Della Duquette will never forget her younger sister’s dying words:
“Go! Sis, it’s OK, I’m going to die.”
It was an order for Duquette to run for her life, she said, as her sister’s estranged husband pointed a rifle at them Monday afternoon in a campground in Meadow Lake, Sask.
“He shot her right in front of me,” Duquette said. “I heard her words telling me to go, so I ran, hoping he wouldn’t shoot me in the back.”
Duqette’s sister, Charlene Graham, a 34-year-old teacher and mother of two from the nearby Flying Dust First Nation, died outside a camper-trailer in the small city of just over 5,000, about 300 kilometres northwest of Saskatoon.

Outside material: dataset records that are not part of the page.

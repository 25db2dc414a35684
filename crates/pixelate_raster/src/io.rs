//! Image file I/O through the `image` crate.
//!
//! Whatever the source format, loaded images are converted to RGB24.
//! The output format follows the file extension.

use std::path::Path;

use image::RgbImage;

use crate::bitmap::Bitmap;
use crate::color::Color;
use crate::error::{RasterError, RasterResult};

impl Bitmap {
    /// Loads an image file as a bitmap.
    ///
    /// # Errors
    ///
    /// Returns `RasterError::Load` if the file cannot be read or decoded,
    /// `RasterError::InvalidDimensions` for an empty image.
    pub fn load(path: impl AsRef<Path>) -> RasterResult<Self> {
        let path = path.as_ref();
        let image = image::open(path)
            .map_err(|source| RasterError::Load {
                path: path.to_path_buf(),
                source,
            })?
            .to_rgb8();
        let bitmap = Self::from_rgb_image(&image)?;
        tracing::debug!(
            path = %path.display(),
            width = bitmap.width(),
            height = bitmap.height(),
            "loaded bitmap"
        );
        Ok(bitmap)
    }

    /// Writes the bitmap to an image file.
    ///
    /// # Errors
    ///
    /// Returns `RasterError::Save` if encoding or writing fails.
    pub fn save(&self, path: impl AsRef<Path>) -> RasterResult<()> {
        let path = path.as_ref();
        self.to_rgb_image()
            .save(path)
            .map_err(|source| RasterError::Save {
                path: path.to_path_buf(),
                source,
            })?;
        tracing::debug!(path = %path.display(), "saved bitmap");
        Ok(())
    }

    /// Converts an `image` RGB buffer.
    ///
    /// # Errors
    ///
    /// Returns `RasterError::InvalidDimensions` for an empty image.
    pub fn from_rgb_image(image: &RgbImage) -> RasterResult<Self> {
        let pixels: Vec<Color> = bytemuck::cast_slice(image.as_raw()).to_vec();
        Self::from_pixels(image.width(), image.height(), pixels)
    }

    /// Copies the pixels into an `image` RGB buffer.
    #[must_use]
    pub fn to_rgb_image(&self) -> RgbImage {
        RgbImage::from_fn(self.width(), self.height(), |x, y| {
            let c = self.pixels()[y as usize * self.width() as usize + x as usize];
            image::Rgb(c.to_array())
        })
    }
}
//! # Fixed-Point Matrices
//!
//! 3x3 rotation/scale part plus a translation column:
//!
//! ```text
//! ┌ v00 v01 v02 ┐ ┌ x ┐   ┌ t0 ┐
//! │ v10 v11 v12 │ │ y │ + │ t1 │
//! └ v20 v21 v22 ┘ └ z ┘   └ t2 ┘
//! ```
//!
//! Rotation angles are binary angles (256 units per turn).

use crate::fixed::Fixed;
use crate::vector::FixedVec3;

/// Affine transform on fixed-point vectors.
#[derive(Clone, Copy, Debug, PartialEq, Eq, Hash)]
pub struct FixedMatrix {
    /// Rotation/scale rows.
    pub v: [[Fixed; 3]; 3],
    /// Translation.
    pub t: [Fixed; 3],
}

impl Default for FixedMatrix {
    fn default() -> Self {
        Self::IDENTITY
    }
}

impl FixedMatrix {
    /// Identity transform.
    pub const IDENTITY: Self = Self {
        v: [
            [Fixed::ONE, Fixed::ZERO, Fixed::ZERO],
            [Fixed::ZERO, Fixed::ONE, Fixed::ZERO],
            [Fixed::ZERO, Fixed::ZERO, Fixed::ONE],
        ],
        t: [Fixed::ZERO; 3],
    };

    /// Pure translation.
    #[must_use]
    pub const fn translation(x: Fixed, y: Fixed, z: Fixed) -> Self {
        let mut m = Self::IDENTITY;
        m.t = [x, y, z];
        m
    }

    /// Rotation around the X axis.
    #[must_use]
    pub fn rotate_x(angle: Fixed) -> Self {
        let (sin, cos) = (angle.sin(), angle.cos());
        let mut m = Self::IDENTITY;
        m.v[1][1] = cos;
        m.v[1][2] = -sin;
        m.v[2][1] = sin;
        m.v[2][2] = cos;
        m
    }

    /// Rotation around the Y axis.
    #[must_use]
    pub fn rotate_y(angle: Fixed) -> Self {
        let (sin, cos) = (angle.sin(), angle.cos());
        let mut m = Self::IDENTITY;
        m.v[0][0] = cos;
        m.v[0][2] = sin;
        m.v[2][0] = -sin;
        m.v[2][2] = cos;
        m
    }

    /// Rotation around the Z axis.
    #[must_use]
    pub fn rotate_z(angle: Fixed) -> Self {
        let (sin, cos) = (angle.sin(), angle.cos());
        let mut m = Self::IDENTITY;
        m.v[0][0] = cos;
        m.v[0][1] = -sin;
        m.v[1][0] = sin;
        m.v[1][1] = cos;
        m
    }

    /// Combined rotation around all three axes.
    ///
    /// Built in one pass from the nine products of the axis sines and
    /// cosines. Note the handedness: `rotation(a, 0, 0)` turns the
    /// opposite way to `rotate_x(a)`.
    #[must_use]
    pub fn rotation(x: Fixed, y: Fixed, z: Fixed) -> Self {
        let (sin_x, cos_x) = (x.sin(), x.cos());
        let (sin_y, cos_y) = (y.sin(), y.cos());
        let (sin_z, cos_z) = (z.sin(), z.cos());

        let sinx_siny = sin_x * sin_y;
        let cosx_siny = cos_x * sin_y;

        Self {
            v: [
                [cos_y * cos_z, cos_y * sin_z, -sin_y],
                [
                    sinx_siny * cos_z - cos_x * sin_z,
                    sinx_siny * sin_z + cos_x * cos_z,
                    sin_x * cos_y,
                ],
                [
                    cosx_siny * cos_z + sin_x * sin_z,
                    cosx_siny * sin_z - sin_x * cos_z,
                    cos_x * cos_y,
                ],
            ],
            t: [Fixed::ZERO; 3],
        }
    }

    /// Rotation for a globe.
    ///
    /// A plain Euler rotation spins the globe around the wrong axis once
    /// it is tilted. Here the tilt (`axis_x`, `axis_z`) is composed with
    /// `spin` around the Y axis, which is the axis through the poles.
    #[must_use]
    pub fn planet_rotation(spin: Fixed, axis_x: Fixed, axis_z: Fixed) -> Self {
        Self::rotation(axis_x, Fixed::ZERO, axis_z).then(&Self::rotate_y(spin))
    }

    /// Returns the transform equivalent to applying `self`, then `next`.
    #[must_use]
    pub fn then(&self, next: &Self) -> Self {
        let mut out = Self::IDENTITY;
        for i in 0..3 {
            for j in 0..3 {
                out.v[i][j] = self.v[0][j] * next.v[i][0]
                    + self.v[1][j] * next.v[i][1]
                    + self.v[2][j] * next.v[i][2];
            }
        }
        let t = next.apply(FixedVec3::new(self.t[0], self.t[1], self.t[2]));
        out.t = [t.x, t.y, t.z];
        out
    }

    /// Transforms a point.
    #[must_use]
    pub fn apply(&self, p: FixedVec3) -> FixedVec3 {
        let row = |r: &[Fixed; 3], t: Fixed| p.x * r[0] + p.y * r[1] + p.z * r[2] + t;
        FixedVec3::new(
            row(&self.v[0], self.t[0]),
            row(&self.v[1], self.t[1]),
            row(&self.v[2], self.t[2]),
        )
    }
}

#[cfg(test)]
mod tests {
    use super::*;

    fn quarter() -> Fixed {
        Fixed::from_int(64)
    }

    #[test]
    fn test_identity_apply() {
        let p = FixedVec3::from_ints(3, -4, 5);
        assert_eq!(FixedMatrix::IDENTITY.apply(p), p);
        assert_eq!(
            FixedMatrix::rotation(Fixed::ZERO, Fixed::ZERO, Fixed::ZERO),
            FixedMatrix::IDENTITY
        );
    }

    #[test]
    fn test_axis_rotations() {
        let rx = FixedMatrix::rotate_x(quarter());
        assert_eq!(rx.apply(FixedVec3::Y), FixedVec3::Z);

        let ry = FixedMatrix::rotate_y(quarter());
        assert_eq!(ry.apply(FixedVec3::X), -FixedVec3::Z);

        let rz = FixedMatrix::rotate_z(quarter());
        assert_eq!(rz.apply(FixedVec3::X), FixedVec3::Y);
    }

    #[test]
    fn test_then_composes_in_order() {
        let rz = FixedMatrix::rotate_z(quarter());
        let rx = FixedMatrix::rotate_x(quarter());
        // X -(z)-> Y -(x)-> Z
        assert_eq!(rz.then(&rx).apply(FixedVec3::X), FixedVec3::Z);
        // X -(x)-> X -(z)-> Y
        assert_eq!(rx.then(&rz).apply(FixedVec3::X), FixedVec3::Y);
    }

    #[test]
    fn test_then_carries_translation() {
        let shift = FixedMatrix::translation(Fixed::ONE, Fixed::ZERO, Fixed::ZERO);
        let rz = FixedMatrix::rotate_z(quarter());
        let moved = shift.then(&rz).apply(FixedVec3::ZERO);
        assert_eq!(moved, FixedVec3::Y);
    }

    #[test]
    fn test_planet_spin_keeps_poles() {
        let m = FixedMatrix::planet_rotation(Fixed::from_int(40), Fixed::ZERO, Fixed::ZERO);
        assert_eq!(m.apply(FixedVec3::Y), FixedVec3::Y);
    }
}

Charlene’s estranged husband, Delane Graham, 34, from Thunderchild First Nation, south of Meadow Lake, had been living in the campground since the couple split about a month ago. He was found dead inside the same camper-trailer, in what RCMP have described as a homicide-suicide.
In a news release Tuesday, Meadow Lake RCMP described the scene as a domestic incident, saying a 34-year-old man took his own life. They said a 34-year-old woman was found dead outside a camper-trailer when police arrived. A third person, a woman, received minor injuries.
Duquette had rushed to the campground that day to try to save her sister’s life. Charlene’s family says she was trying to leave an abusive relationship. It’s a period of time that is well-documented as being the highest risk for domestic homicide.
They say they are sharing their family’s tragic story to drive home that domestic violence can often turn deadly — and that no one should assume it won’t.
‘She lost her light’
Charlene and Delane started dating right out of high school. Later, they both graduated with teaching degrees and started a family. They had two children.
Charlene’s older sister, Roxanne Aubichon, and her mother, Mary Morin, said Delane began to isolate her from her family, control her movements and manipulate her emotionally.
“She was always so vibrant and happy and healthy. When he started abusing her, she just wasn’t the same anymore. She lost her light,” said Aubichon.
The family says Charlene had tried to leave Delane several times over their 16 years together but would always be pulled back to him.
The couple separated about a month ago. Charlene stayed in her house on Flying Dust First Nation, her home community, and Delane moving into a camper in Meadow Lake campground.
When Charlene started dating someone, her sister predicted trouble.
“She looked so happy. And then I looked at my husband and I said, ‘You know, Delane will never let her be happy. He’s obsessed with her. He’s crazy…. I just had a bad feeling,” Aubichon said.
A call for help
Della Duquette visited her sister Sunday. Charlene told her that Delane was using cocaine and crystal meth and threatening to shoot her and her family if she truly left him.
“She said, ‘Sister, if I ever don’t answer my phone … please come find me because he has me,'” Duquette recalls Charlene telling her.
The next day, Charlene started a new job at the on-reserve elementary school. She came to work that morning, but when her family couldn’t reach her or find her after lunch they began to panic. Her mother called the RCMP and told police: “I fear for my daughter’s life right now.”
Meadow Lake RCMP confirmed they received a request around 2:10 p.m. for a wellness check. RCMP said officers were making inquiries related to this request when the gunshot reports came in.
Duquette wasn’t satisfied with the police’s plan to check Charlene’s house and school, so she rushed over to the campground to search for her sister herself. The family can only speculate that Delane used force or threats to get Charlene to the campground that day.
A sister dies, another escapes
When Duquette arrived, at first she believed Delane was punching her sister so she tackled him and held him on the ground, she said. That’s when she discovered he had a knife and had been stabbing Charlene.
“I was yelling for help and there are so many campers around and I’m like, ‘Why isn’t anyone coming to help?’ Maybe she could have survived from the stab wounds.”
Then, she said, Delane stabbed her in the hand and she released him.
“Then I went back to [Charlene], and I said, ‘Sister, are you okay?'”
That’s when Charlene ordered her to “Go!”
At that point, Duquette said, Delane came toward them with a gun and shot her sister.
“I just wanted to go hold her, and he looked at me and pointed that gun at me and shook his head. He said, ‘Get the f–k out of here,'” she said.
‘There’s a way out’
Charlene’s family says they weren’t able to save her life, but hope sharing her story will save others. They will remember her as a smart, funny woman who loved to sing karaoke and always put others first.
“This is reality. It happens to a lot of women,” said Charlene’s mother. “We want to help other women to recognize the signs of an abusive relationship.”
Charlene’s sister, Roxanne Aubichon, believes her sister could have been helped by her family, police, and community agencies if she had reached out to them — just as Aubichon did when she left an abusive marriage — but she understands how daunting it can be for women who are broken or beaten down to ask for help.
“Your family loves you and your family wants to help you if you are stuck in a situation. There’s a way out,” she said.